Co-workers and managers are often so close that in a typical Japanese office, the words used to informally refer to senior and junior employees are often the same words used to describe the hierarchy of a family or of school friends. This ‘corporate family’ often stretches out to include many subsidiaries and even third-party suppliers. It is not unusual for very strong ties to exist between companies and their suppliers because the employees doing the buying and selling may have occupied the same jobs within their respective companies for 10 years, 20 years, or even longer. What many foreign company executives often see as impenetrable barriers to Japanese business, are often strong ties of personal trust established over many years. If your company tries to win business by breaking those ties, it may well fail miserably; it’s far better to swim with the tide and to first workaround or within those ties, such as creating a partnership with the trusted supplier. That’s how Japanese companies work together.
In Japan, the company man, the salaryman, is the norm and the company he works for very much shapes his and his family’s social expectations. In 2004, I wrote that sadly in most Japanese industries, and certainly within large Japanese corporations, it was unlikely that you would meet a female decision-maker: more than a decade later, that statement remains true. In the US and Europe, women occupy many senior manager, executive, and C-level jobs. While Japan is changing, many Japanese women still decide to marry between ages 25 – 40 and leave their career to tend to the home or raise children. Japan’s workforce is rapidly shrinking as its population ages and the government talks about encouraging women to return to the workforce, but many Japanese women do not return to work even though they may have excellent skills and experience and might want to continue a career. In fact, a good source of skilled and dedicated employees for a foreign company’s Japanese subsidiary is bilingual women looking to return to work after having left their original Japanese employer to start a family.
Based on discussions with many Japanese businesspeople, and having counseled Japanese employees over the past decade, here are just a few examples of how the company that a Japanese man works for affects his, and his family’s, life:
- If a Japanese man wants to marry a girl from a ‘nice’ family (still something valued highly in this semi-feudal society), she and her family will look for the assurance that he has a good steady job with a reputable company. If not, he needs to show that he is independently wealthy, successful, and reliable.

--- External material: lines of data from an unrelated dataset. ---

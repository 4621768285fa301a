//! trendd — the daemon binary. Entry point only: parses the CLI, loads
//! configuration, wires every storage/registry/health/scheduler instance
//! together, and dispatches the chosen subcommand. Grounded on the
//! teacher's `main.rs` (`setup_logging` + `Config::load` + `Cli::parse`
//! shape).

use std::path::PathBuf;
use std::sync::Arc;
use std::time::Duration;

use clap::Parser;
use eyre::{Context, Result};
use tokio_util::sync::CancellationToken;
use tracing::info;

use trendcore::cli::{Cli, Command};
use trendcore::config::Config;
use trendcore::demo::register_builtin_plugins;
use trendcore::health::HealthTracker;
use trendcore::lock::FingerprintLocks;
use trendcore::pipeline::{Clusterer, Deduplicator, LanguageDetector, Normalizer, PipelineEngine, Persister, Ranker};
use trendcore::plugin::PluginRegistry;
use trendcore::ratelimit::RateLimiter;
use trendcore::scheduler::Scheduler;

use trendstore::{CacheStore, InMemoryCacheStore, InMemoryVectorStore, ItemStore, RelationalStore, RunStore, TopicStore, TrendStore, VectorStore};

fn setup_logging(verbose: bool) -> Result<()> {
    let default_level = if verbose { "debug" } else { "info" };
    tracing_subscriber::fmt()
        .with_env_filter(
            tracing_subscriber::EnvFilter::try_from_default_env()
                .unwrap_or_else(|_| tracing_subscriber::EnvFilter::new(default_level)),
        )
        .init();
    Ok(())
}

#[tokio::main]
async fn main() -> Result<()> {
    let cli = Cli::parse();
    setup_logging(cli.verbose).context("failed to initialize logging")?;

    let config = Config::load(cli.config.as_deref()).context("failed to load configuration")?;
    info!(sqlite_path = %config.storage.sqlite_path, "trendd starting");

    let relational = RelationalStore::open(&config.storage.sqlite_path)
        .context("failed to open relational storage")?;
    let item_store: Arc<dyn ItemStore> = Arc::new(relational.items);
    let topic_store: Arc<dyn TopicStore> = Arc::new(relational.topics);
    let trend_store: Arc<dyn TrendStore> = Arc::new(relational.trends);
    let run_store: Arc<dyn RunStore> = Arc::new(relational.runs);
    let vector_store: Arc<dyn VectorStore> = Arc::new(InMemoryVectorStore::new());
    let cache_store: Arc<dyn CacheStore> = Arc::new(InMemoryCacheStore::new());

    let registry = Arc::new(PluginRegistry::new());
    register_builtin_plugins(&registry).await;

    let health = Arc::new(HealthTracker::new(
        config.scheduler.unhealthy_threshold,
        Duration::from_secs(config.scheduler.unhealthy_cooldown_seconds),
    ));
    let rate_limiter = Arc::new(RateLimiter::new(Duration::from_secs(config.scheduler.rate_window_seconds)));
    let locks = Arc::new(FingerprintLocks::new());

    let engine = Arc::new(PipelineEngine::new(vec![
        Box::new(Normalizer),
        Box::new(LanguageDetector),
        Box::new(Deduplicator),
        Box::new(Clusterer),
        Box::new(Ranker),
        Box::new(Persister),
    ]));

    let scheduler = Arc::new(Scheduler::new(
        Arc::clone(&registry),
        Arc::clone(&health),
        Arc::clone(&rate_limiter),
        Arc::clone(&locks),
        Arc::clone(&item_store),
        Arc::clone(&vector_store),
        Arc::clone(&cache_store),
        Arc::clone(&topic_store),
        Arc::clone(&trend_store),
        Arc::clone(&run_store),
        engine,
        config.scheduler.max_concurrency as usize,
        config.dedup.clone(),
        config.cluster.clone(),
        config.ranker.clone(),
        PathBuf::from("."),
        Duration::from_secs(config.run.overall_deadline_seconds),
        config.scheduler.backpressure_high_water,
        config.scheduler.backpressure_low_water,
    ));

    match cli.command {
        Command::Run { plugin, override_checks } => run_once(&scheduler, &registry, plugin, override_checks).await,
        Command::Serve => serve(scheduler, registry, run_store, health, cache_store, &config).await,
        Command::Plugins => print_plugins(&registry).await,
        Command::Status { limit } => print_status(&run_store, limit).await,
    }
}

async fn run_once(
    scheduler: &Scheduler,
    registry: &PluginRegistry,
    plugin: Option<String>,
    override_checks: bool,
) -> Result<()> {
    let names = match plugin {
        Some(name) => vec![name],
        None => registry.names_in_registration_order().await,
    };
    for name in names {
        let outcome = scheduler.run_now(&name, override_checks).await;
        println!("{name}: {outcome:?}");
    }
    Ok(())
}

async fn serve(
    scheduler: Arc<Scheduler>,
    registry: Arc<PluginRegistry>,
    run_store: Arc<dyn RunStore>,
    health: Arc<HealthTracker>,
    cache_store: Arc<dyn CacheStore>,
    config: &Config,
) -> Result<()> {
    let shutdown = CancellationToken::new();
    let mut handles = Vec::new();
    for entry in registry.list(true).await {
        let handle = scheduler
            .spawn_plugin_loop(entry.name.clone(), shutdown.clone())
            .await
            .with_context(|| format!("invalid cron expression for plugin {}", entry.name))?;
        handles.push(handle);
    }
    handles.push(spawn_vector_pending_reconciler(Arc::clone(&scheduler), shutdown.clone()));

    let state = trendcore::api::AppState {
        registry,
        scheduler,
        run_store,
        health,
        cache_store,
    };
    let router = trendcore::api::router(state);
    let listener = tokio::net::TcpListener::bind(&config.api.bind_address)
        .await
        .with_context(|| format!("failed to bind {}", config.api.bind_address))?;
    info!(address = %config.api.bind_address, "control surface listening");

    tokio::select! {
        result = axum::serve(listener, router) => { result.context("server error")?; }
        _ = tokio::signal::ctrl_c() => { info!("shutdown signal received"); }
    }

    shutdown.cancel();
    for handle in handles {
        let _ = handle.await;
    }
    Ok(())
}

/// Periodically retries `vector_pending` items left behind by a
/// `VectorStore` outage (spec §8 property 9), on the same interval-loop
/// shape as `Scheduler::spawn_plugin_loop`.
fn spawn_vector_pending_reconciler(scheduler: Arc<Scheduler>, shutdown: CancellationToken) -> tokio::task::JoinHandle<()> {
    tokio::spawn(async move {
        let mut ticker = tokio::time::interval(Duration::from_secs(300));
        ticker.set_missed_tick_behavior(tokio::time::MissedTickBehavior::Delay);
        loop {
            tokio::select! {
                _ = shutdown.cancelled() => break,
                _ = ticker.tick() => {
                    match scheduler.reconcile_vector_pending(500).await {
                        Ok(count) if count > 0 => info!(count, "reconciled vector_pending items"),
                        Ok(_) => {}
                        Err(err) => tracing::warn!(error = %err, "vector_pending reconciliation pass failed"),
                    }
                }
            }
        }
    })
}

async fn print_plugins(registry: &PluginRegistry) -> Result<()> {
    for entry in registry.list(false).await {
        println!(
            "{:<24} category={:<10} enabled={:<5} rate_limit={:<4}/h cron={}",
            entry.name, entry.meta.category, entry.enabled, entry.meta.rate_limit_per_hour, entry.meta.cron_expression
        );
    }
    Ok(())
}

async fn print_status(run_store: &Arc<dyn RunStore>, limit: usize) -> Result<()> {
    let runs = run_store.list_recent(limit as i64).await.context("failed to list runs")?;
    for run in runs {
        println!(
            "{} {:<16} {:<10} items={} topics={} trends={}",
            run.started_at.to_rfc3339(),
            run.plugin,
            run.status,
            run.items_processed,
            run.topics_created,
            run.trends_created
        );
    }
    Ok(())
}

- When a Japanese person applies to rent an apartment in a respectable suburb, the landlord’s agent will want to know in detail which company the applicant works for, how long he or she has worked there, how long the company has existed, and details of the company’s revenues and paid-in capital.
- If two people are competing to rent the same apartment, the landlord will prefer the person working for the ‘better’, where better means larger and longer established, company.

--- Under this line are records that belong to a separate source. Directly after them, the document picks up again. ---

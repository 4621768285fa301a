//! Topic persistence. Part of the relational facade (spec §4.8's
//! reference mapping lists `topics`/`topic_items` alongside
//! `processed_items` in the same relational store); kept as its own trait
//! so callers can depend on just the capability they need.

use async_trait::async_trait;
use rusqlite::{params, Connection, OptionalExtension, Row};
use std::collections::HashMap;
use std::sync::Arc;
use tokio::sync::Mutex;
use uuid::Uuid;

use crate::error::StorageResult;
use crate::topic::Topic;

#[async_trait]
pub trait TopicStore: Send + Sync {
    async fn upsert(&self, topic: &Topic, item_ids: &[Uuid]) -> StorageResult<()>;
    async fn get(&self, id: Uuid) -> StorageResult<Option<Topic>>;
    async fn item_ids(&self, topic_id: Uuid) -> StorageResult<Vec<Uuid>>;
    /// Looks up a previously persisted Topic by its representative title,
    /// used as an approximate stable key across runs (see DESIGN.md).
    async fn find_by_title(&self, title: &str) -> StorageResult<Option<Topic>>;
}

pub struct SqliteTopicStore {
    conn: Arc<Mutex<Connection>>,
}

impl SqliteTopicStore {
    pub fn new(conn: Arc<Mutex<Connection>>) -> StorageResult<Self> {
        {
            let guard = conn
                .try_lock()
                .expect("shared connection must not be contended during store construction");
            guard.execute_batch(
            "CREATE TABLE IF NOT EXISTS topics (
                id TEXT PRIMARY KEY,
                title TEXT NOT NULL,
                summary TEXT NOT NULL,
                category TEXT,
                language TEXT NOT NULL,
                sources TEXT NOT NULL,
                item_count INTEGER NOT NULL,
                keywords TEXT NOT NULL,
                engagement TEXT NOT NULL,
                first_seen TEXT NOT NULL,
                last_updated TEXT NOT NULL,
                created_at INTEGER NOT NULL,
                updated_at INTEGER NOT NULL
            );
            CREATE TABLE IF NOT EXISTS topic_items (
                topic_id TEXT NOT NULL,
                item_id TEXT NOT NULL,
                PRIMARY KEY (topic_id, item_id)
            );",
            )?;
        }
        Ok(Self { conn })
    }

    fn row_to_topic(row: &Row) -> rusqlite::Result<Topic> {
        let sources_json: String = row.get("sources")?;
        let keywords_json: String = row.get("keywords")?;
        let engagement_json: String = row.get("engagement")?;
        Ok(Topic {
            id: Uuid::parse_str(&row.get::<_, String>("id")?).unwrap_or_default(),
            title: row.get("title")?,
            summary: row.get("summary")?,
            category: row.get("category")?,
            language: row.get("language")?,
            sources: serde_json::from_str(&sources_json).unwrap_or_default(),
            item_count: row.get::<_, i64>("item_count")? as usize,
            keywords: serde_json::from_str(&keywords_json).unwrap_or_default(),
            engagement: serde_json::from_str::<HashMap<String, f64>>(&engagement_json).unwrap_or_default(),
            first_seen: row.get::<_, String>("first_seen")?.parse().unwrap_or_else(|_| chrono::Utc::now()),
            last_updated: row.get::<_, String>("last_updated")?.parse().unwrap_or_else(|_| chrono::Utc::now()),
            created_at: row.get("created_at")?,
            updated_at: row.get("updated_at")?,
        })
    }
}

#[async_trait]
impl TopicStore for SqliteTopicStore {
    async fn upsert(&self, topic: &Topic, item_ids: &[Uuid]) -> StorageResult<()> {
        let conn = self.conn.lock().await;
        conn.execute(
            "INSERT INTO topics (
                id, title, summary, category, language, sources, item_count,
                keywords, engagement, first_seen, last_updated, created_at, updated_at
            ) VALUES (?1,?2,?3,?4,?5,?6,?7,?8,?9,?10,?11,?12,?13)
            ON CONFLICT(id) DO UPDATE SET
                title=excluded.title, summary=excluded.summary, category=excluded.category,
                sources=excluded.sources, item_count=excluded.item_count, keywords=excluded.keywords,
                engagement=excluded.engagement, last_updated=excluded.last_updated, updated_at=excluded.updated_at",
            params![
                topic.id.to_string(),
                topic.title,
                topic.summary,
                topic.category,
                topic.language,
                serde_json::to_string(&topic.sources)?,
                topic.item_count as i64,
                serde_json::to_string(&topic.keywords)?,
                serde_json::to_string(&topic.engagement)?,
                topic.first_seen.to_rfc3339(),
                topic.last_updated.to_rfc3339(),
                topic.created_at,
                topic.updated_at,
            ],
        )?;
        for item_id in item_ids {
            conn.execute(
                "INSERT OR IGNORE INTO topic_items (topic_id, item_id) VALUES (?1, ?2)",
                params![topic.id.to_string(), item_id.to_string()],
            )?;
        }
        Ok(())
    }

    async fn get(&self, id: Uuid) -> StorageResult<Option<Topic>> {
        let conn = self.conn.lock().await;
        conn.query_row(
            "SELECT * FROM topics WHERE id = ?1",
            params![id.to_string()],
            Self::row_to_topic,
        )
        .optional()
        .map_err(Into::into)
    }

    async fn item_ids(&self, topic_id: Uuid) -> StorageResult<Vec<Uuid>> {
        let conn = self.conn.lock().await;
        let mut stmt = conn.prepare("SELECT item_id FROM topic_items WHERE topic_id = ?1")?;
        let rows = stmt.query_map(params![topic_id.to_string()], |row| row.get::<_, String>(0))?;
        let mut ids = Vec::new();
        for row in rows {
            if let Ok(id) = Uuid::parse_str(&row?) {
                ids.push(id);
            }
        }
        Ok(ids)
    }

    async fn find_by_title(&self, title: &str) -> StorageResult<Option<Topic>> {
        let conn = self.conn.lock().await;
        conn.query_row(
            "SELECT * FROM topics WHERE title = ?1 ORDER BY last_updated DESC LIMIT 1",
            params![title],
            Self::row_to_topic,
        )
        .optional()
        .map_err(Into::into)
    }
}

- If a Japanese person changes company after renting an apartment, he or she must tell the landlord (who might then try to evict the tenant if the new company seems unreliable).

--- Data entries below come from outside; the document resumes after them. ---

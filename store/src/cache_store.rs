//! CacheStore — ephemeral key-value and sorted-set storage (spec §4.3, §6)
//!
//! Backs the Idempotency-Key cache and the rate limiter's sliding window.

use async_trait::async_trait;
use std::collections::HashMap;
use tokio::sync::Mutex;
use tokio::time::{Duration, Instant};

use crate::error::StorageResult;

#[async_trait]
pub trait CacheStore: Send + Sync {
    async fn get(&self, key: &str) -> StorageResult<Option<String>>;
    async fn setex(&self, key: &str, value: String, ttl: Duration) -> StorageResult<()>;
    async fn del(&self, key: &str) -> StorageResult<()>;

    /// Add `member` to the sorted set `key` scored at `score` (epoch millis).
    async fn zadd(&self, key: &str, member: String, score: i64) -> StorageResult<()>;
    /// Remove members scored below `min_score` (eviction of the rate window).
    async fn zremrangebyscore(&self, key: &str, min_score: i64) -> StorageResult<()>;
    async fn zcard(&self, key: &str) -> StorageResult<usize>;
}

struct CacheEntry {
    value: String,
    expires_at: Option<Instant>,
}

/// In-process cache; expiry checked lazily on read, matching the teacher's
/// `VecDeque<Instant>` eviction-on-access pattern in `scheduler/core.rs`
/// and `coordinator/core.rs`'s `RateLimiter`.
pub struct InMemoryCacheStore {
    strings: Mutex<HashMap<String, CacheEntry>>,
    sorted_sets: Mutex<HashMap<String, Vec<(String, i64)>>>,
}

impl InMemoryCacheStore {
    pub fn new() -> Self {
        Self {
            strings: Mutex::new(HashMap::new()),
            sorted_sets: Mutex::new(HashMap::new()),
        }
    }
}

impl Default for InMemoryCacheStore {
    fn default() -> Self {
        Self::new()
    }
}

#[async_trait]
impl CacheStore for InMemoryCacheStore {
    async fn get(&self, key: &str) -> StorageResult<Option<String>> {
        let mut strings = self.strings.lock().await;
        if let Some(entry) = strings.get(key) {
            if let Some(expires_at) = entry.expires_at {
                if Instant::now() >= expires_at {
                    strings.remove(key);
                    return Ok(None);
                }
            }
            return Ok(Some(entry.value.clone()));
        }
        Ok(None)
    }

    async fn setex(&self, key: &str, value: String, ttl: Duration) -> StorageResult<()> {
        let mut strings = self.strings.lock().await;
        strings.insert(
            key.to_string(),
            CacheEntry {
                value,
                expires_at: Some(Instant::now() + ttl),
            },
        );
        Ok(())
    }

    async fn del(&self, key: &str) -> StorageResult<()> {
        self.strings.lock().await.remove(key);
        Ok(())
    }

    async fn zadd(&self, key: &str, member: String, score: i64) -> StorageResult<()> {
        let mut sets = self.sorted_sets.lock().await;
        sets.entry(key.to_string()).or_default().push((member, score));
        Ok(())
    }

    async fn zremrangebyscore(&self, key: &str, min_score: i64) -> StorageResult<()> {
        let mut sets = self.sorted_sets.lock().await;
        if let Some(set) = sets.get_mut(key) {
            set.retain(|(_, score)| *score >= min_score);
        }
        Ok(())
    }

    async fn zcard(&self, key: &str) -> StorageResult<usize> {
        let sets = self.sorted_sets.lock().await;
        Ok(sets.get(key).map(|s| s.len()).unwrap_or(0))
    }
}

#[cfg(test)]
mod tests {
    use super::*;

    #[tokio::test]
    async fn setex_then_get_roundtrips() {
        let cache = InMemoryCacheStore::new();
        cache.setex("k", "v".into(), Duration::from_secs(60)).await.unwrap();
        assert_eq!(cache.get("k").await.unwrap(), Some("v".into()));
    }

    #[tokio::test]
    async fn expired_key_reads_as_absent() {
        let cache = InMemoryCacheStore::new();
        cache.setex("k", "v".into(), Duration::from_millis(1)).await.unwrap();
        tokio::time::sleep(Duration::from_millis(20)).await;
        assert_eq!(cache.get("k").await.unwrap(), None);
    }

    #[tokio::test]
    async fn sliding_window_eviction() {
        let cache = InMemoryCacheStore::new();
        cache.zadd("rl:plugin", "1".into(), 1000).await.unwrap();
        cache.zadd("rl:plugin", "2".into(), 2000).await.unwrap();
        cache.zremrangebyscore("rl:plugin", 1500).await.unwrap();
        assert_eq!(cache.zcard("rl:plugin").await.unwrap(), 1);
    }
}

- If a Japanese couple want to buy their own apartment or house, the bank will expect that the man is working for a reputable company that has existed for some time and that has employed him for at least 3 years.
- For Japanese parents competing to get their child (single child families are the norm in Japan) into a good school, even at kindergarten level, the ‘quality’ of the father’s employer and his length of employment with that company are key factors.
Considering the above points, and adding to them the very conservative Japanese attitude toward corporate failure and the pressure on Japanese men to ‘conform’, your company can now ask the following questions:
- When your company’s executives are interviewing an apparently successful Japanese candidate, they can consider why he or she is considering working for your company’s small, newly set up, Japanese subsidiary office. If the candidate he does accept, or even shows interest in the job in the first place, your company’s executives must decide if it’s because: 1) he or she thinks it’s an exceptional career opportunity (in which case your recruitment agency has probably identified a rare and valuable candidate), or 2) if it’s because he or she hopes to negotiate a compensation package with your company that is far superior to anything he would ever get from a domestic Japanese company.
- When your company’s executives are presenting to a Japanese corporate buyer for the tenth time, they can consider what they can do to convince him or her that there is no risk in placing the first order with your company’s small, newly set up, Japanese subsidiary office.